* **YOUR ASSIGNMENT**:
Go through the listing and return every line with "rusqlite" in it.

* **AVAILABLE DATA**:
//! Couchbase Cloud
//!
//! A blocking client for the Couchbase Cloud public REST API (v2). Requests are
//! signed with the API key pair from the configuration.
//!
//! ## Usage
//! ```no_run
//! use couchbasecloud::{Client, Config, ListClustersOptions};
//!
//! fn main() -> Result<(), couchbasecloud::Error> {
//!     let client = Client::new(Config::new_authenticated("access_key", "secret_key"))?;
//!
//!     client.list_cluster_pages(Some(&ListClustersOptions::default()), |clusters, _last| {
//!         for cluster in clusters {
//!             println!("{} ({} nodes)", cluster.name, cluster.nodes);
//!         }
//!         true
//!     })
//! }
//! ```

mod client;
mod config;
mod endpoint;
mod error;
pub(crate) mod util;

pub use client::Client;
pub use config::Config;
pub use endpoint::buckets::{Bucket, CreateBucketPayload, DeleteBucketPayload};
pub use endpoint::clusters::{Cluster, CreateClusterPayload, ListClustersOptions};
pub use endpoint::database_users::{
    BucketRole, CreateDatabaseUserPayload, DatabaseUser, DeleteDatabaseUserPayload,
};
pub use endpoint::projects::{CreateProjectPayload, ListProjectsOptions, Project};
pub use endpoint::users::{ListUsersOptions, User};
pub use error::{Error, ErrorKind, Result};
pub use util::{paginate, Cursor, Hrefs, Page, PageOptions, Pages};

---

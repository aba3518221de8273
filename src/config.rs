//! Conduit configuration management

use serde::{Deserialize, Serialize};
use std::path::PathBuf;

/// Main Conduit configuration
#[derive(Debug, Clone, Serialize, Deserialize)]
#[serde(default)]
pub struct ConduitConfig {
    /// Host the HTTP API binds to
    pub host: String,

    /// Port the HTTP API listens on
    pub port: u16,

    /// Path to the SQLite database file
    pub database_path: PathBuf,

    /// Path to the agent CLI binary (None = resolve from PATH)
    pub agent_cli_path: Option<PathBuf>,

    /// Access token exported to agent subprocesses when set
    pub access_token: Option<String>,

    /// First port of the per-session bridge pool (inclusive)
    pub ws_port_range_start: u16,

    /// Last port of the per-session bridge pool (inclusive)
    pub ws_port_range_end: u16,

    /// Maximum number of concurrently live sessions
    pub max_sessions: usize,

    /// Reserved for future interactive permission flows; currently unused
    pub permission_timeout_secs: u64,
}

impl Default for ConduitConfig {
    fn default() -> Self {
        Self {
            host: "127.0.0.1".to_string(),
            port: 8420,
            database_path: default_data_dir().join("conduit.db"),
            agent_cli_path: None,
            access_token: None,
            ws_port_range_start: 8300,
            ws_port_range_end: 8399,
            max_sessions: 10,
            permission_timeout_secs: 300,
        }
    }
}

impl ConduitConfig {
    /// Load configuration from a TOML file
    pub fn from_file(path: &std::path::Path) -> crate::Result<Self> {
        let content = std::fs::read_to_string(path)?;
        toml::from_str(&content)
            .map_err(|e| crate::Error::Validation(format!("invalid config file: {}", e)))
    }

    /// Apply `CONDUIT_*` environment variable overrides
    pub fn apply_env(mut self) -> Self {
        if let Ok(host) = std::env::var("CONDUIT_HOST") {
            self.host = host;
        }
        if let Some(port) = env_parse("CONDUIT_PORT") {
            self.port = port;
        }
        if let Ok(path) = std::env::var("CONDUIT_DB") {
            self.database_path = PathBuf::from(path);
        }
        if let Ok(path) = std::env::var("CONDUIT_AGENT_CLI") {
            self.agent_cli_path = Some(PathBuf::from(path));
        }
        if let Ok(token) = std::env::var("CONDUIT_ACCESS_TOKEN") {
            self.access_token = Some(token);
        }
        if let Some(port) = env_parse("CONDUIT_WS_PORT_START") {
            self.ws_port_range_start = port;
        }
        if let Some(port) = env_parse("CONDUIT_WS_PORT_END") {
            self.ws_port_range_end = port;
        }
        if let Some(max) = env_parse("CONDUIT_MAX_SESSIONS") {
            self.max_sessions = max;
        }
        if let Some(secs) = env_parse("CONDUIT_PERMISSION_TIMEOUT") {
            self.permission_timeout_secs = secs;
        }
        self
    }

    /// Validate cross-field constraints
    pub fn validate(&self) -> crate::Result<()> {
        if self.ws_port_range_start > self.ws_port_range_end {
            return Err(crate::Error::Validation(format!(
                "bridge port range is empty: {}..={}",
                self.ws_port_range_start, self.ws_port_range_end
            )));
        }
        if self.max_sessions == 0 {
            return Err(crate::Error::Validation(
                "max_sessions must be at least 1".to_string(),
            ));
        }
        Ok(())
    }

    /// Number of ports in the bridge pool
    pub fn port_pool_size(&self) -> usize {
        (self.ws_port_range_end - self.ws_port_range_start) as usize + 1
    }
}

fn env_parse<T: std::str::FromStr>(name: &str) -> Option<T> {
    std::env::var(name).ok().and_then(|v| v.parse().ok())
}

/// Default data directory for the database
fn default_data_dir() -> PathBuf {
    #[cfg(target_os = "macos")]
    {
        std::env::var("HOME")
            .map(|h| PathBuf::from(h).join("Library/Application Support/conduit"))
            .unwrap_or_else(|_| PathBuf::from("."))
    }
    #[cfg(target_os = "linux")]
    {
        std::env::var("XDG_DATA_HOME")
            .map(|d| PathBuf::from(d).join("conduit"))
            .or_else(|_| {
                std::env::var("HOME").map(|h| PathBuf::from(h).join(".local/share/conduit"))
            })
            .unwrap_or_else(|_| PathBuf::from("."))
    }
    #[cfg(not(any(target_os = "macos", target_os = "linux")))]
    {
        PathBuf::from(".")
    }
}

==

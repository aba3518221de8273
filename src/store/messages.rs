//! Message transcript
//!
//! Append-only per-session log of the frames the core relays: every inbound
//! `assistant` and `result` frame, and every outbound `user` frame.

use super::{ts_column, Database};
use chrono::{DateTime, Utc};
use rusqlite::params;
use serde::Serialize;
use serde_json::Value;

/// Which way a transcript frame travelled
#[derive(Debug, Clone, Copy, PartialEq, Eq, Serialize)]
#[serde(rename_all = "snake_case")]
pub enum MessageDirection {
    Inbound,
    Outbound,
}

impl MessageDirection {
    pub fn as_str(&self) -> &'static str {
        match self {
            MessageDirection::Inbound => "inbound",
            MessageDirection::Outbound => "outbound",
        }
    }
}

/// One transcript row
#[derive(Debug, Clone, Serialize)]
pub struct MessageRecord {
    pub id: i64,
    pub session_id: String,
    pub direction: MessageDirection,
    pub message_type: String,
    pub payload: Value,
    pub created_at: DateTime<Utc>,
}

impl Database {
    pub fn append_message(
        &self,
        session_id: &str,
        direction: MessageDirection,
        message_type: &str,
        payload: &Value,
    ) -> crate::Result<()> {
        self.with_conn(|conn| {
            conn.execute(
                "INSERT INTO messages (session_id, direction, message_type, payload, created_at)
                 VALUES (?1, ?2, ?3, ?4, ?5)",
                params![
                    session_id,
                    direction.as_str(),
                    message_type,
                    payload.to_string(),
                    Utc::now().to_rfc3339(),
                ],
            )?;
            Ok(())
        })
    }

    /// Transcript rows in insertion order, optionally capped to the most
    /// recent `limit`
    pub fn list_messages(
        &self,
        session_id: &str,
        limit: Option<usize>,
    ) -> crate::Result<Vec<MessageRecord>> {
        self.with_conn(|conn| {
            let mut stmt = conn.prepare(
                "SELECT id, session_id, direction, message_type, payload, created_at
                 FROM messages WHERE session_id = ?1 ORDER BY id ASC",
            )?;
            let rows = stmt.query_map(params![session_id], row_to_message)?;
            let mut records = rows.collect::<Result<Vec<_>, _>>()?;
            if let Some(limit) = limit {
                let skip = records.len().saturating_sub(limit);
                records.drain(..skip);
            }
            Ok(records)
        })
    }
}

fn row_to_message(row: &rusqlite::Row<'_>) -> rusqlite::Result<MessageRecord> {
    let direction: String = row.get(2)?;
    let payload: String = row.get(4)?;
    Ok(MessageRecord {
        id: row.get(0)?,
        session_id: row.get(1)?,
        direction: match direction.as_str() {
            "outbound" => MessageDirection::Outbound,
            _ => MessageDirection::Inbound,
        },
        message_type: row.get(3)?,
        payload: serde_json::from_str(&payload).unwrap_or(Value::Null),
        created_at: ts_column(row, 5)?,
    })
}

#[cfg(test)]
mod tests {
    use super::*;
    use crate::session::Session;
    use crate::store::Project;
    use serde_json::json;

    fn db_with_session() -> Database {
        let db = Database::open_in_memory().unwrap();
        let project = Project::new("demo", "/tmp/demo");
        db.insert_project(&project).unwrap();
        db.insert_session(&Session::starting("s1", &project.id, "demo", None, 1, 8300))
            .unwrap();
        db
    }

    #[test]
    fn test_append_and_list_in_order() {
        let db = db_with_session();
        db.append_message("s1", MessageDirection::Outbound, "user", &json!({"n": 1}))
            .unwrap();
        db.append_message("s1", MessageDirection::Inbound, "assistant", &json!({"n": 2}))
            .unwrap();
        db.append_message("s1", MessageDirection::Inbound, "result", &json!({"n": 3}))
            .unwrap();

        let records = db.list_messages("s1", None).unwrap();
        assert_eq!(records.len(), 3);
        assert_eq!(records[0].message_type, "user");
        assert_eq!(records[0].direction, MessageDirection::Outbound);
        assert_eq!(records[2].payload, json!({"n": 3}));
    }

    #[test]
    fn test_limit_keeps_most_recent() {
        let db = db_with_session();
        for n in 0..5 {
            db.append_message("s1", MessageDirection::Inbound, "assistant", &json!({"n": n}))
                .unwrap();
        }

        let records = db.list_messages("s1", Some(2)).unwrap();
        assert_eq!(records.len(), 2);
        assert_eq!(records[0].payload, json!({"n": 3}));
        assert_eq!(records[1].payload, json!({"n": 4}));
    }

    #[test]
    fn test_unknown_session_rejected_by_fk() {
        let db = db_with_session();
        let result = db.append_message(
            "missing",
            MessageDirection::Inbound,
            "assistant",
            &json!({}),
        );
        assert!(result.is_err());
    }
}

* **ANSWER SPACE**:
use rusqlite::params;
fn row_to_message(row: &rusqlite::Row<'_>) -> rusqlite::Result<MessageRecord> {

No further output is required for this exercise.